The Russian military says its strikes only target "terrorists" but activists say they regularly kill mainstream rebels and civilians.
Iran is believed to have deployed hundreds of troops and spent billions of dollars to help Mr Assad.
Thousands of Shia Muslim militiamen armed, trained and financed by Iran - mostly from Lebanon's Hezbollah movement, but also Iraq, Afghanistan and Yemen - have also fought alongside the Syrian army.
The US, UK, France and other Western countries have provided varying degrees of support for what they consider "moderate" rebels.
A global coalition they lead has also carried out air strikes on IS militants in Syria since 2014 and helped an alliance of Kurdish and Arab militias called the Syrian Democratic Forces (SDF) capture territory from the jihadists.
Turkey has long supported the rebels but it has focused on using them to contain the Kurdish militia that dominates the SDF, accusing it of being an extension of a banned Kurdish rebel group in Turkey.

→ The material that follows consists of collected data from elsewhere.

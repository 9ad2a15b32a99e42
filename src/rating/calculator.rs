//! Rating calculator trait and the inputs it consumes

use crate::types::{MatchRating, Player};

/// Rating inputs of a single player slot
#[derive(Debug, Clone, Copy, PartialEq)]
pub struct SlotRating {
    pub elo: f64,
    /// Preferred share of matches in defence
    pub defence: f64,
}

impl From<&Player> for SlotRating {
    fn from(player: &Player) -> Self {
        Self {
            elo: player.elo,
            defence: player.defence,
        }
    }
}

/// The two slots of a team as they line up for a match
#[derive(Debug, Clone, Copy, PartialEq)]
pub struct Lineup {
    pub defence: SlotRating,
    pub attack: SlotRating,
}

impl Lineup {
    pub fn new(defence: impl Into<SlotRating>, attack: impl Into<SlotRating>) -> Self {
        Self {
            defence: defence.into(),
            attack: attack.into(),
        }
    }

    /// Starting Elo as `[defence, attack]`
    pub fn starting_elo(&self) -> [f64; 2] {
        [self.defence.elo, self.attack.elo]
    }
}

/// Trait for calculating rating changes after a match
pub trait RatingCalculator: Send + Sync {
    /// Compute expected scores and per-team deltas for a finished match
    ///
    /// # Arguments
    /// * `team_a` - Lineup of the first team
    /// * `team_b` - Lineup of the second team
    /// * `score` - Final goals as `[team_a, team_b]`
    fn rate(&self, team_a: &Lineup, team_b: &Lineup, score: [u32; 2]) -> MatchRating;

    /// Whether a result is decisive enough for ratings to move
    fn is_rated_score(&self, score: [u32; 2]) -> bool;

    /// Get the initial rating for new players
    fn initial_rating(&self) -> f64;
}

Saudi Arabia, which is keen to counter Iranian influence, has also armed and financed the rebels.
Israel, meanwhile, has been so concerned by shipments of Iranian weapons to Hezbollah in Syria that it has conducted air strikes in an attempt to thwart them.
How has the country been affected?
As well as causing hundreds of thousands of deaths, the war has left 1.5 million people with permanent disabilities, including 86,000 who have lost limbs.

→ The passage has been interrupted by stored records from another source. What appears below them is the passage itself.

#[cfg(test)]
mod tests {
    use super::*;
    use crate::config::rating::EloConfig;
    use rand::rngs::StdRng;
    use rand::SeedableRng;

    fn state_with(elos: &[f64]) -> RankingState {
        let mut state = RankingState::with_config(EloConfig::default()).unwrap();
        for (index, elo) in elos.iter().enumerate() {
            let id = index as PlayerId + 1;
            state
                .add_player(Player::new(id, format!("P{}", id), *elo, 0.5))
                .unwrap();
        }
        state
    }

    fn deterministic() -> BruteForceMatchFinder {
        BruteForceMatchFinder::new(MatchmakingConfig::default().deterministic()).unwrap()
    }

    #[test]
    fn test_rejects_small_pool() {
        let state = state_with(&[1000.0, 1000.0, 1000.0, 1000.0]);
        let mut rng = StdRng::seed_from_u64(1);
        assert!(deterministic()
            .find_best_match(&state, &[1, 2, 3], &[], &mut rng)
            .is_none());
        // Duplicates do not count twice
        assert!(deterministic()
            .find_best_match(&state, &[1, 2, 3, 3], &[], &mut rng)
            .is_none());
    }

    #[test]
    fn test_rejects_unknown_ids() {
        let state = state_with(&[1000.0, 1000.0, 1000.0, 1000.0]);
        assert_eq!(
            validate_request(&state, &[1, 2, 3, 9], &[]),
            Err(RequestRejection::UnknownPlayer { player_id: 9 })
        );
        assert_eq!(
            validate_request(&state, &[1, 2, 3, 4], &[8]),
            Err(RequestRejection::UnknownPlayer { player_id: 8 })
        );
    }

    #[test]
    fn test_rejects_impossible_priority() {
        let state = state_with(&[1000.0; 6]);
        assert_eq!(
            validate_request(&state, &[1, 2, 3, 4], &[5]),
            Err(RequestRejection::PriorityNotAvailable { player_id: 5 })
        );
        assert_eq!(
            validate_request(&state, &[1, 2, 3, 4, 5, 6], &[1, 2, 3, 4, 5]),
            Err(RequestRejection::TooManyPriority { count: 5 })
        );
        assert_eq!(
            validate_request(&state, &[4, 1, 4, 2, 3], &[1]),
            Ok(vec![4, 1, 2, 3])
        );
    }

    #[test]
    fn test_four_player_pool_always_proposes() {
        let state = state_with(&[1200.0, 1100.0, 1000.0, 900.0]);
        let mut rng = StdRng::seed_from_u64(7);
        let finder = BruteForceMatchFinder::default();

        let proposal = finder
            .find_best_match(&state, &[1, 2, 3, 4], &[], &mut rng)
            .unwrap();
        let mut ids = proposal.player_ids().to_vec();
        ids.sort_unstable();
        assert_eq!(ids, vec![1, 2, 3, 4]);
    }

    #[test]
    fn test_balanced_split_preferred() {
        let state = state_with(&[1200.0, 1100.0, 1000.0, 900.0]);
        let mut rng = StdRng::seed_from_u64(7);
        let proposal = deterministic()
            .find_best_match(&state, &[1, 2, 3, 4], &[], &mut rng)
            .unwrap();

        // 1200 + 900 against 1100 + 1000 is the only even split
        assert!(proposal.team_a.contains(1) == proposal.team_a.contains(4));
        assert!((proposal.components.match_balance - 1.0).abs() < 1e-12);
    }

    #[test]
    fn test_ties_resolved_by_enumeration_order() {
        let state = state_with(&[1000.0; 5]);
        let mut rng = StdRng::seed_from_u64(3);
        let proposal = deterministic()
            .find_best_match(&state, &[1, 2, 3, 4, 5], &[], &mut rng)
            .unwrap();

        assert_eq!(proposal.team_a, Team::new(1, 2));
        assert_eq!(proposal.team_b, Team::new(3, 4));
    }

    #[test]
    fn test_priority_players_included() {
        let state = state_with(&[1000.0; 6]);
        let mut rng = StdRng::seed_from_u64(3);
        let proposal = deterministic()
            .find_best_match(&state, &[1, 2, 3, 4, 5, 6], &[6, 5], &mut rng)
            .unwrap();

        let ids = proposal.player_ids();
        assert!(ids.contains(&5));
        assert!(ids.contains(&6));
    }

    #[test]
    fn test_under_played_players_preferred() {
        let mut veteran_state = RankingState::with_config(EloConfig::default()).unwrap();
        for id in 1..=8 {
            let mut player = Player::new(id, format!("P{}", id), 1000.0, 0.5);
            if id <= 4 {
                player.matches = 20;
            }
            veteran_state.add_player(player).unwrap();
        }

        let mut rng = StdRng::seed_from_u64(3);
        let proposal = deterministic()
            .find_best_match(&veteran_state, &[1, 2, 3, 4, 5, 6, 7, 8], &[], &mut rng)
            .unwrap();
        let mut ids = proposal.player_ids().to_vec();
        ids.sort_unstable();
        assert_eq!(ids, vec![5, 6, 7, 8]);
        assert_eq!(proposal.components.priority, 1.0);
    }

    #[test]
    fn test_repeated_pairings_penalised() {
        let mut state = state_with(&[1000.0; 4]);
        state
            .record_match(Match::new(Team::new(1, 2), Team::new(3, 4), [8, 7]).unwrap())
            .unwrap();
        let relations = state.relations();
        let bounds = PoolBounds::compute(&state);

        let p = |id: PlayerId| state.player(id).unwrap();
        let repeat = score_components([p(1), p(2), p(3), p(4)], relations, &bounds);
        let fresh = score_components([p(1), p(3), p(2), p(4)], relations, &bounds);

        // Same teammates and opponents again: 2 + 4 repeats over a bound of 6
        assert_eq!(repeat.diversity, 0.0);
        // Fresh teammates, but 1v2 and 3v4 are new opponents while 1v4 and 3v2 repeat
        assert!((fresh.diversity - (1.0 - 2.0 / 6.0)).abs() < 1e-12);
    }

    #[test]
    fn test_team_balance_uses_widest_inner_gap() {
        let state = state_with(&[1400.0, 1000.0, 1300.0, 900.0]);
        let relations = state.relations();
        let bounds = PoolBounds::compute(&state);
        assert_eq!(bounds.max_elo_diff, 400.0);

        let p = |id: PlayerId| state.player(id).unwrap();

        // 1400+1000 vs 1300+900: both pairs are 400 apart
        let lopsided = score_components([p(1), p(2), p(3), p(4)], relations, &bounds);
        assert!((lopsided.match_balance - 0.75).abs() < 1e-12);
        assert_eq!(lopsided.team_balance, 0.0);

        // 1400+1300 vs 1000+900: both pairs are 100 apart
        let paired = score_components([p(1), p(3), p(2), p(4)], relations, &bounds);
        assert!((paired.team_balance - 0.75).abs() < 1e-12);
        assert_eq!(paired.match_balance, 0.0);

        // 1300+1000 vs 1400+900: the 500 gap clamps the component at zero
        let mixed = score_components([p(3), p(2), p(1), p(4)], relations, &bounds);
        assert_eq!(mixed.team_balance, 0.0);
    }

    #[test]
    fn test_team_balance_clamped_when_gap_exceeds_bound() {
        let state = state_with(&[2000.0, 1000.0, 1000.0, 1000.0]);
        let relations = state.relations();
        let bounds = PoolBounds::compute(&state);
        assert_eq!(bounds.max_elo_diff, 500.0);

        let p = |id: PlayerId| state.player(id).unwrap();
        let components = score_components([p(1), p(2), p(3), p(4)], relations, &bounds);

        // Inner gap of 1000 is twice the bound
        assert_eq!(components.team_balance, 0.0);
        assert_eq!(components.match_balance, 0.0);

        let swapped = score_components([p(2), p(3), p(1), p(4)], relations, &bounds);
        assert_eq!(swapped.team_balance, 0.0);
    }

    #[test]
    fn test_seeded_rng_is_reproducible() {
        let state = state_with(&[1300.0, 1250.0, 1100.0, 1050.0, 990.0, 870.0]);
        let finder = BruteForceMatchFinder::default();
        let pool = [1, 2, 3, 4, 5, 6];

        let first = finder.find_best_match(&state, &pool, &[], &mut StdRng::seed_from_u64(11));
        let second = finder.find_best_match(&state, &pool, &[], &mut StdRng::seed_from_u64(11));
        assert_eq!(first, second);
    }

    #[test]
    fn test_into_match() {
        let proposal = MatchProposal {
            team_a: Team::new(1, 2),
            team_b: Team::new(3, 4),
            score: 0.9,
            components: ScoreComponents {
                match_balance: 1.0,
                team_balance: 1.0,
                priority: 1.0,
                diversity: 1.0,
            },
        };
        let record = proposal.into_match([8, 5]).unwrap();
        assert_eq!(record.team_b, Team::new(3, 4));
        assert!(record.rating.is_none());
    }
}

At least 6.1 million Syrians are internally displaced, while another 5.6 million have fled abroad.
Neighbouring Lebanon, Jordan and Turkey, where 92% of them now live, have struggled to cope with one of the largest refugee exoduses in recent history.
The UN estimates 13.1 million people will require some form of humanitarian help in Syria in 2018.
The warring parties have made the problems worse by refusing aid agencies access to many of those in need. Almost 3 million people live in besieged or hard-to-reach areas.
Syrians also have limited access to healthcare.
Physicians for Human Rights had documented 492 attacks on 330 medical facilities by the end of December 2017, resulting in the deaths of 847 medical personnel.
Much of Syria's rich cultural heritage has also been destroyed. All six of the country's six Unesco World Heritage sites have been damaged significantly.
Entire neighbourhoods have been levelled across the country.
A recent UN assessment found 93% of buildings had been damaged or destroyed in one district of the rebel-held Eastern Ghouta region near Damascus.
How is the country divided?
The government has regained control of Syria's biggest cities but large parts of the country are still held by rebel groups and the Kurdish-led SDF alliance.
The largest opposition stronghold is the north-western province of Idlib, home to more than 2.6 million people.
Despite being designated a "de-escalation zone", Idlib is the target of an offensive by the government, which says it is targeting jihadists linked to al-Qaeda.
A ground assault is also under way in the Eastern Ghouta. Its 393,000 residents have been under siege by the government since 2013, and are facing intense bombardment as well as severe shortages of food and medical supplies.
The SDF meanwhile controls most territory east of the River Euphrates, including the city of Raqqa. Until 2017, it was the de facto capital of the "caliphate" proclaimed by IS, which now controls only a few pockets across Syria.
Will the war ever end?
It does not look like it will any time soon but everyone agrees a political solution is required.
The UN Security Council has called for the implementation of the 2012 Geneva Communique, which envisages a transitional governing body "formed on the basis of mutual consent."
But nine rounds of UN-mediated peace talks - known as the Geneva II process - since 2014 have shown little progress.
President Assad has appeared increasingly unwilling to negotiate with the opposition. The rebels still insist he must step down as part of any settlement.
Meanwhile, Western powers have accused Russia of undermining the peace talks by setting up a parallel political process.
The so-called Astana process saw Russia host a "Congress of National Dialogue" in January 2018. However, most opposition representatives refused to attend.